Lagarde urge a países europeos a aprovechar sus fortalezas y ventajas en un mundo más duro

Berlín, 9 sep (EFE).- La presidenta del Banco Central Europeo (BCE), Christine Lagarde, insistió este miércoles en la necesidad de una Unión Europea (UE) más unida para aprovechar sus ventajas y fortalezas "en un mundo más duro y menos indulgente", cada vez más condicionado por grandes potencias dispuestas a utilizar su peso económico y geopolítico en beneficio propio.

En un discurso en la cena oficial del Bundesbank alemán en el Museo Bode en el marco de la reunión del Consejo de Gobierno del BCE en la capital alemana, Lagarde señaló que, tras la caída del Muro de Berlín hace casi 37 años, los Estados miembros de la UE y Europa en su conjunto "tienen que tomar una decisión: sobre quiénes somos como europeos y sobre en quiénes elegimos confiar".

Lagarde dijo que hay tres caminos: el primero es aceptar que el momento de Europa en la escena mundial ha pasado y que su declive es ahora "inevitable" e importar tecnologías de otros para impulsar el crecimiento necesario para financiar el modelo social europeo.

"Ese camino es un espejismo. En realidad, Europa quedaría con un crecimiento debilitado y con un modelo social que ya no podríamos financiar", además de aumentar su dependencia de otros, sostuvo.

El segundo camino, dijo, es que cada país persiga lo que percibe como su propio interés nacional, ya sea en materia de comercio, política industrial o energía.

"Escuchamos cada vez con más fuerza estos llamamientos, pero también son un espejismo. Si miramos a nuestro alrededor, todas las 'potencias intermedias' se enfrentan a la cuestión de cómo pueden unirse para reforzar su posición y resistir la presión de actores de mayor tamaño", afirmó la francesa.

Lagarde expuso un tercer camino, "elegirnos mutuamente y continuar con la tarea de construir Europa".

Europa, subrayó, tiene una ventaja, porque a través de la UE, "ya hemos construido las estructuras que nos permiten actuar conjuntamente y hacerlo con relativa rapidez".
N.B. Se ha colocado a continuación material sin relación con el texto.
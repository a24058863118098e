//! URL canonicalization and resolution
//!
//! Candidate links are deduplicated on a *canonical base id*: the URL
//! reduced to scheme + host + path, with query string and fragment
//! stripped. The helpers here compute that id plus the path-segment and
//! query-parameter counts the frontier heuristic sorts on.

mod matcher;

pub use matcher::{Pattern, UrlFilter};

use crate::UrlError;
use url::Url;

/// Reduces a URL to its canonical base id: scheme + host (+ port) + path.
///
/// Query string and fragment are dropped; everything else is preserved
/// verbatim. Two links that differ only in query or fragment share one id
/// and are grouped together in the frontier.
pub fn canonical_base_id(url: &Url) -> String {
    let mut base = url.clone();
    base.set_query(None);
    base.set_fragment(None);
    base.to_string()
}

/// Parses a URL string, surfacing failures as [`UrlError`].
pub fn parse_url(input: &str) -> Result<Url, UrlError> {
    let url = Url::parse(input).map_err(|e| UrlError::Parse(format!("{}: {}", input, e)))?;

    if url.scheme() != "http" && url.scheme() != "https" {
        return Err(UrlError::InvalidScheme(format!(
            "Only HTTP and HTTPS are supported, got: {}",
            url.scheme()
        )));
    }

    if url.host_str().is_none() {
        return Err(UrlError::MissingHost);
    }

    Ok(url)
}

/// Resolves an anchor's href against the page it appeared on.
///
/// Relative hrefs are joined against the page URL; fragments are removed
/// from the result since fragment-only differences never identify a new
/// page.
pub fn resolve_href(page_url: &Url, href: &str) -> Result<Url, UrlError> {
    let mut resolved = page_url
        .join(href)
        .map_err(|e| UrlError::Parse(format!("{}: {}", href, e)))?;
    resolved.set_fragment(None);
    Ok(resolved)
}

/// Number of path segments, counted the way the frontier heuristic expects:
/// split on `/` including the leading empty segment, so `/` is 2, `/a` is 2
/// and `/a/b` is 3. Shallower paths have smaller counts.
pub fn path_segment_count(url: &Url) -> u32 {
    url.path().split('/').count() as u32
}

/// Number of query parameters on the URL.
pub fn query_param_count(url: &Url) -> u32 {
    url.query_pairs().count() as u32
}

/// Computes a candidate's path relative to the start URL, used as the text
/// the include/exclude patterns are matched against.
///
/// The start URL's path is stripped as a prefix when present; otherwise the
/// candidate's full path is returned. The start URL itself reduces to the
/// empty string.
pub fn relative_path(start_url: &Url, candidate: &Url) -> String {
    let candidate_path = candidate.path();
    match candidate_path.strip_prefix(start_url.path()) {
        Some(rest) => rest.to_string(),
        None => candidate_path.to_string(),
    }
}

/// True when both URLs point at the same host.
pub fn same_host(a: &Url, b: &Url) -> bool {
    a.host_str() == b.host_str()
}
"¿Por qué debería Europa renunciar a su mayor activo permitiendo que se fragmente en 27 agendas nacionales?", se preguntó.

"Sabemos que esta es una decisión difícil. Sabemos que implica negociaciones laboriosas y lentas, así como compromisos difíciles. Pero ahora estamos 'solos juntos'. Solo podemos confiar en nosotros mismos", enfatizó.
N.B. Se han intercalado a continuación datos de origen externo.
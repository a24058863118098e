//! HAR 1.2 conformance checking
//!
//! Walks the serialized document and checks every requirement the HAR 1.2
//! schema places on the fields this tool emits: required properties, value
//! types, and parseable timestamps. Keys with the conventional `_` prefix
//! are extension fields and are skipped entirely, so the non-standard
//! `_links`/`_renderedSource`/`_failures` additions never trip validation.
//!
//! Violations are accumulated rather than failing fast, so a caller gets
//! the full field-level picture in one pass.

use chrono::DateTime;
use serde_json::Value;

/// One field-level schema violation.
#[derive(Debug, Clone, PartialEq, Eq)]
pub struct Violation {
    /// Dotted path to the offending field, e.g. `log.entries[2].request.url`
    pub path: String,
    pub message: String,
}

impl std::fmt::Display for Violation {
    fn fmt(&self, f: &mut std::fmt::Formatter<'_>) -> std::fmt::Result {
        write!(f, "{}: {}", self.path, self.message)
    }
}

/// Validates a serialized HAR document, returning every violation found.
/// An empty result means the document conforms.
pub fn validate(document: &Value) -> Vec<Violation> {
    let mut violations = Vec::new();

    let Some(log) = document.get("log").and_then(Value::as_object) else {
        violations.push(Violation {
            path: "log".to_string(),
            message: "missing or not an object".to_string(),
        });
        return violations;
    };

    require_string(log, "log.version", "version", &mut violations);

    if let Some(creator) = require_object(log, "log.creator", "creator", &mut violations) {
        require_string(creator, "log.creator.name", "name", &mut violations);
        require_string(creator, "log.creator.version", "version", &mut violations);
    }

    // browser is optional in HAR 1.2; when present it needs name+version
    if let Some(browser) = log.get("browser") {
        match browser.as_object() {
            Some(browser) => {
                require_string(browser, "log.browser.name", "name", &mut violations);
                require_string(browser, "log.browser.version", "version", &mut violations);
            }
            None => violations.push(Violation {
                path: "log.browser".to_string(),
                message: "expected an object".to_string(),
            }),
        }
    }

    match log.get("pages").and_then(Value::as_array) {
        Some(pages) => {
            for (i, page) in pages.iter().enumerate() {
                validate_page(page, &format!("log.pages[{}]", i), &mut violations);
            }
        }
        None => violations.push(Violation {
            path: "log.pages".to_string(),
            message: "missing or not an array".to_string(),
        }),
    }

    match log.get("entries").and_then(Value::as_array) {
        Some(entries) => {
            for (i, entry) in entries.iter().enumerate() {
                validate_entry(entry, &format!("log.entries[{}]", i), &mut violations);
            }
        }
        None => violations.push(Violation {
            path: "log.entries".to_string(),
            message: "missing or not an array".to_string(),
        }),
    }

    violations
}

fn validate_page(page: &Value, path: &str, violations: &mut Vec<Violation>) {
    let Some(page) = as_object(page, path, violations) else {
        return;
    };

    require_string(page, &format!("{}.id", path), "id", violations);
    require_string(page, &format!("{}.title", path), "title", violations);
    require_datetime(
        page,
        &format!("{}.startedDateTime", path),
        "startedDateTime",
        violations,
    );

    let timings_path = format!("{}.pageTimings", path);
    match page.get("pageTimings").and_then(Value::as_object) {
        Some(timings) => {
            require_number(timings, &format!("{}.onContentLoad", timings_path), "onContentLoad", violations);
            require_number(timings, &format!("{}.onLoad", timings_path), "onLoad", violations);
        }
        None => violations.push(Violation {
            path: timings_path,
            message: "missing or not an object".to_string(),
        }),
    }
}

fn validate_entry(entry: &Value, path: &str, violations: &mut Vec<Violation>) {
    let Some(entry) = as_object(entry, path, violations) else {
        return;
    };

    require_string(entry, &format!("{}.pageref", path), "pageref", violations);
    require_datetime(
        entry,
        &format!("{}.startedDateTime", path),
        "startedDateTime",
        violations,
    );
    require_number(entry, &format!("{}.time", path), "time", violations);

    let request_path = format!("{}.request", path);
    match entry.get("request").and_then(Value::as_object) {
        Some(request) => {
            require_string(request, &format!("{}.method", request_path), "method", violations);
            require_string(request, &format!("{}.url", request_path), "url", violations);
            require_string(
                request,
                &format!("{}.httpVersion", request_path),
                "httpVersion",
                violations,
            );
            require_pairs(request, &request_path, "headers", violations);
            require_pairs(request, &request_path, "queryString", violations);
            require_array(request, &format!("{}.cookies", request_path), "cookies", violations);
            require_number(
                request,
                &format!("{}.headersSize", request_path),
                "headersSize",
                violations,
            );
            require_number(request, &format!("{}.bodySize", request_path), "bodySize", violations);
        }
        None => violations.push(Violation {
            path: request_path,
            message: "missing or not an object".to_string(),
        }),
    }

    let response_path = format!("{}.response", path);
    match entry.get("response").and_then(Value::as_object) {
        Some(response) => {
            require_number(response, &format!("{}.status", response_path), "status", violations);
            require_string(
                response,
                &format!("{}.statusText", response_path),
                "statusText",
                violations,
            );
            require_string(
                response,
                &format!("{}.httpVersion", response_path),
                "httpVersion",
                violations,
            );
            require_pairs(response, &response_path, "headers", violations);
            require_array(response, &format!("{}.cookies", response_path), "cookies", violations);
            require_string(
                response,
                &format!("{}.redirectURL", response_path),
                "redirectURL",
                violations,
            );
            require_number(
                response,
                &format!("{}.headersSize", response_path),
                "headersSize",
                violations,
            );
            require_number(
                response,
                &format!("{}.bodySize", response_path),
                "bodySize",
                violations,
            );

            let content_path = format!("{}.content", response_path);
            match response.get("content").and_then(Value::as_object) {
                Some(content) => {
                    require_number(content, &format!("{}.size", content_path), "size", violations);
                    require_string(
                        content,
                        &format!("{}.mimeType", content_path),
                        "mimeType",
                        violations,
                    );
                }
                None => violations.push(Violation {
                    path: content_path,
                    message: "missing or not an object".to_string(),
                }),
            }
        }
        None => violations.push(Violation {
            path: response_path,
            message: "missing or not an object".to_string(),
        }),
    }

    if entry.get("cache").and_then(Value::as_object).is_none() {
        violations.push(Violation {
            path: format!("{}.cache", path),
            message: "missing or not an object".to_string(),
        });
    }

    let timings_path = format!("{}.timings", path);
    match entry.get("timings").and_then(Value::as_object) {
        Some(timings) => {
            // send, wait and receive are the required phases in HAR 1.2
            require_number(timings, &format!("{}.send", timings_path), "send", violations);
            require_number(timings, &format!("{}.wait", timings_path), "wait", violations);
            require_number(timings, &format!("{}.receive", timings_path), "receive", violations);
        }
        None => violations.push(Violation {
            path: timings_path,
            message: "missing or not an object".to_string(),
        }),
    }
}

// ---- helpers -------------------------------------------------------------

type Object = serde_json::Map<String, Value>;

fn as_object<'a>(value: &'a Value, path: &str, violations: &mut Vec<Violation>) -> Option<&'a Object> {
    match value.as_object() {
        Some(object) => Some(object),
        None => {
            violations.push(Violation {
                path: path.to_string(),
                message: "expected an object".to_string(),
            });
            None
        }
    }
}

fn require_object<'a>(
    object: &'a Object,
    path: &str,
    key: &str,
    violations: &mut Vec<Violation>,
) -> Option<&'a Object> {
    match object.get(key).and_then(Value::as_object) {
        Some(object) => Some(object),
        None => {
            violations.push(Violation {
                path: path.to_string(),
                message: "missing or not an object".to_string(),
            });
            None
        }
    }
}

fn require_string(object: &Object, path: &str, key: &str, violations: &mut Vec<Violation>) {
    if object.get(key).and_then(Value::as_str).is_none() {
        violations.push(Violation {
            path: path.to_string(),
            message: "missing or not a string".to_string(),
        });
    }
}

fn require_number(object: &Object, path: &str, key: &str, violations: &mut Vec<Violation>) {
    if !object.get(key).map(Value::is_number).unwrap_or(false) {
        violations.push(Violation {
            path: path.to_string(),
            message: "missing or not a number".to_string(),
        });
    }
}

fn require_array(object: &Object, path: &str, key: &str, violations: &mut Vec<Violation>) {
    if object.get(key).and_then(Value::as_array).is_none() {
        violations.push(Violation {
            path: path.to_string(),
            message: "missing or not an array".to_string(),
        });
    }
}

/// Arrays of `{name, value}` pairs: headers and queryString items.
fn require_pairs(object: &Object, parent_path: &str, key: &str, violations: &mut Vec<Violation>) {
    let path = format!("{}.{}", parent_path, key);
    match object.get(key).and_then(Value::as_array) {
        Some(items) => {
            for (i, item) in items.iter().enumerate() {
                let item_path = format!("{}[{}]", path, i);
                match item.as_object() {
                    Some(pair) => {
                        require_string(pair, &format!("{}.name", item_path), "name", violations);
                        require_string(pair, &format!("{}.value", item_path), "value", violations);
                    }
                    None => violations.push(Violation {
                        path: item_path,
                        message: "expected an object".to_string(),
                    }),
                }
            }
        }
        None => violations.push(Violation {
            path,
            message: "missing or not an array".to_string(),
        }),
    }
}

fn require_datetime(object: &Object, path: &str, key: &str, violations: &mut Vec<Violation>) {
    match object.get(key).and_then(Value::as_str) {
        Some(text) => {
            if DateTime::parse_from_rfc3339(text).is_err() {
                violations.push(Violation {
                    path: path.to_string(),
                    message: format!("not an ISO 8601 datetime: {}", text),
                });
            }
        }
        None => violations.push(Violation {
            path: path.to_string(),
            message: "missing or not a string".to_string(),
        }),
    }
}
Lagarde argumentó que, si las fortalezas europeas en un ámbito, como el mercado único, se ven socavadas por debilidades en otros, como la defensa o unos mercados energéticos fragmentados y costosos, "será fácil dividirnos".

A su juicio, el camino que Europa ha emprendido actualmente es el correcto, porque la Unión de Ahorros e Inversión puede contribuir a movilizar el abundante ahorro europeo y canalizarlo hacia las inversiones en los ámbitos en los que la UE necesita ser más fuertes.

Y al mismo tiempo, agregó, el euro digital contribuirá a preservar la soberanía monetaria de la eurozona "en un mundo en el que ya no podemos permitirnos depender tanto de otros".

"La decisión de construir Europa es difícil. Pero está lejos de ser imposible. Abracemos la oportunidad de hacerlo", urgió.